Irenaeus: Adv. Haer. Lib. I. c. 9, § 5; I. 10, 1; III. 3, 1, 2; III. 4, 2; IV. 33, 7. Tertull.: De Praescriptionibus Haereticorum; especially c. 13, 14, 17–19, 21, 35, 36, 40, 41; De Virgin. veland. c. 1; Adv. Prax. c. 2; on the other hand, Adv. Hermog. c. 22; De Carne Christi, c. 7; De Resurr. Carnis, c. 3. Novatian: De Trinitate 3; De Regula Fidei.Cyprian: De Unitate Eccl.; and on the other hand, Epist. 74. Origen: De Princip. lib. I. Praef. § 4–6. Cyril of Jerus.: Κατηχήσεις (written 348).
J. A. Daniel: Theol. Controversen (the doctrine of the Scriptures as the source of knowledge). Halle, 1843.
J. J. Jacobi:Die Kirchl. Lehre von d. Tradition u. heil. Schrift in ihrer Entwicketung dargestellt. Berl. I. 1847.
Ph. Schaff: Creeds of Christendom, vol. I. p. 12 sqq.; II. 11–44. Comp. Lit. in the next section.
Besides appealing to the Scriptures, the fathers, particularly Irenaeus and Tertullian, refer with equal confidence to the "rule of faith;"948948 κανων τῆς πίστεως, or τῆς ἀληθείας , παράδοσις τῶν ἀποστόλων, or παρ. ἀποστολική, κανὼν ἐκκλησιαστικός , τὸ ἀρχαῖον τῆς ἐκκλησίας , σύστημα, regula fidei, regula veritatis, traditio apostolica, lex fidei, fides catholica. Sometimes these terms are used in a wider sense, and embrace the whole course of catechetical instruction.48 that is, the common faith of the church, as orally handed down in the unbroken succession of bishops from Christ and his apostles to their day, and above all as still living in the original apostolic churches, like those of Jerusalem, Antioch, Ephesus, and Rome. Tradition is thus intimately connected with the primitive episcopate. The latter was the vehicle of the former, and both were looked upon as bulwarks against heresy.

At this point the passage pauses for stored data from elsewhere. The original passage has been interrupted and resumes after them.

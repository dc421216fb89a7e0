//! Consolidation of several canonical files into one summary.

use std::collections::HashMap;
use std::path::{Path, PathBuf};

use report_harvest_models::SummaryArtifact;

use crate::{Cell, TabularError, TabularIo, Table};

/// Name of the provenance column added to every summary row.
pub const SOURCE_FILE_COLUMN: &str = "__source_file";

/// Errors from [`merge_to_summary`].
#[derive(Debug, thiserror::Error)]
pub enum MergeError {
    /// None of the inputs exist on disk. No output is written.
    #[error("no spreadsheets to merge into {0}")]
    NoInputs(PathBuf),

    /// An input exists but could not be read.
    #[error("could not read {path}: {source}")]
    Read {
        /// The unreadable input.
        path: PathBuf,
        /// Underlying cause.
        source: TabularError,
    },

    /// The summary could not be written.
    #[error("could not write {path}: {source}")]
    Write {
        /// The summary target.
        path: PathBuf,
        /// Underlying cause.
        source: TabularError,
    },

    /// Creating the output directory failed.
    #[error("I/O error: {0}")]
    Io(#[from] std::io::Error),
}

/// Concatenates the existing `inputs` into a single spreadsheet at `out`.
///
/// Inputs missing from disk are skipped. Columns are aligned by name in
/// order of first appearance, then [`SOURCE_FILE_COLUMN`] holds each row's
/// source filename, then every `(name, value)` in `constant_columns` is set
/// on all rows. An existing file at `out` is replaced.
///
/// # Errors
///
/// Returns [`MergeError::NoInputs`] if no input exists, or another
/// [`MergeError`] if reading an input or writing the summary fails.
pub fn merge_to_summary(
    io: &impl TabularIo,
    inputs: &[PathBuf],
    out: &Path,
    constant_columns: &[(String, String)],
) -> Result<SummaryArtifact, MergeError> {
    let mut frames: Vec<(PathBuf, Table)> = Vec::new();

    for path in inputs {
        if !path.exists() {
            log::warn!("Skipping missing spreadsheet {}", path.display());
            continue;
        }
        let table = io.read_spreadsheet(path).map_err(|source| MergeError::Read {
            path: path.clone(),
            source,
        })?;
        frames.push((path.clone(), table));
    }

    if frames.is_empty() {
        return Err(MergeError::NoInputs(
            out.parent().unwrap_or(out).to_path_buf(),
        ));
    }

    let mut merged = concat(&frames);

    for (name, value) in constant_columns {
        merged.set_constant_column(name, &Cell::from(value.as_str()));
    }

    if let Some(parent) = out.parent() {
        std::fs::create_dir_all(parent)?;
    }
    io.write_spreadsheet(&merged, out)
        .map_err(|source| MergeError::Write {
            path: out.to_path_buf(),
            source,
        })?;

    log::info!(
        "Merged {} file(s), {} rows -> {}",
        frames.len(),
        merged.len(),
        out.display()
    );

    Ok(SummaryArtifact {
        path: out.to_path_buf(),
        sources: frames.into_iter().map(|(path, _)| path).collect(),
    })
}

/// Outer-joins the frames' columns by name and stacks their rows.
///
/// A name repeated within one frame maps to a distinct output column per
/// occurrence.
fn concat(frames: &[(PathBuf, Table)]) -> Table {
    let mut headers: Vec<String> = Vec::new();
    let mut slots: HashMap<(String, usize), usize> = HashMap::new();
    let mut mappings: Vec<Vec<usize>> = Vec::with_capacity(frames.len());

    for (_, table) in frames {
        let mut seen: HashMap<&str, usize> = HashMap::new();
        let mapping = table
            .headers
            .iter()
            .map(|name| {
                let nth = seen.entry(name.as_str()).or_default();
                let key = (name.clone(), *nth);
                *nth += 1;
                *slots.entry(key).or_insert_with(|| {
                    headers.push(name.clone());
                    headers.len() - 1
                })
            })
            .collect();
        mappings.push(mapping);
    }

    let width = headers.len();
    headers.push(SOURCE_FILE_COLUMN.to_owned());

    let mut merged = Table {
        headers,
        rows: Vec::new(),
    };

    for ((path, table), mapping) in frames.iter().zip(&mappings) {
        let source = Cell::Text(
            path.file_name()
                .map_or_else(String::new, |n| n.to_string_lossy().into_owned()),
        );
        for row in &table.rows {
            let mut out = vec![Cell::Empty; width];
            for (cell, &slot) in row.iter().zip(mapping) {
                out[slot] = cell.clone();
            }
            out.push(source.clone());
            merged.rows.push(out);
        }
    }

    merged
}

Irenaeus confronts the secret tradition of the Gnostics with the open and unadulterated tradition of the catholic church, and points to all churches, but particularly to Rome, as the visible centre of the unity of doctrine. All who would know the truth, says he, can see in the whole church the tradition of the apostles; and we can count the bishops ordained by the apostles, and their successors down to our time, who neither taught nor knew any such heresies. Then, by way of example, he cites the first twelve bishops of the Roman church from Linus to Eleutherus, as witnesses of the pure apostolic doctrine. He might conceive of a Christianity without scripture, but he could not imagine a Christianity without living tradition; and for this opinion he refers to barbarian tribes, who have the gospel, "sine charta et atramento," written in their hearts.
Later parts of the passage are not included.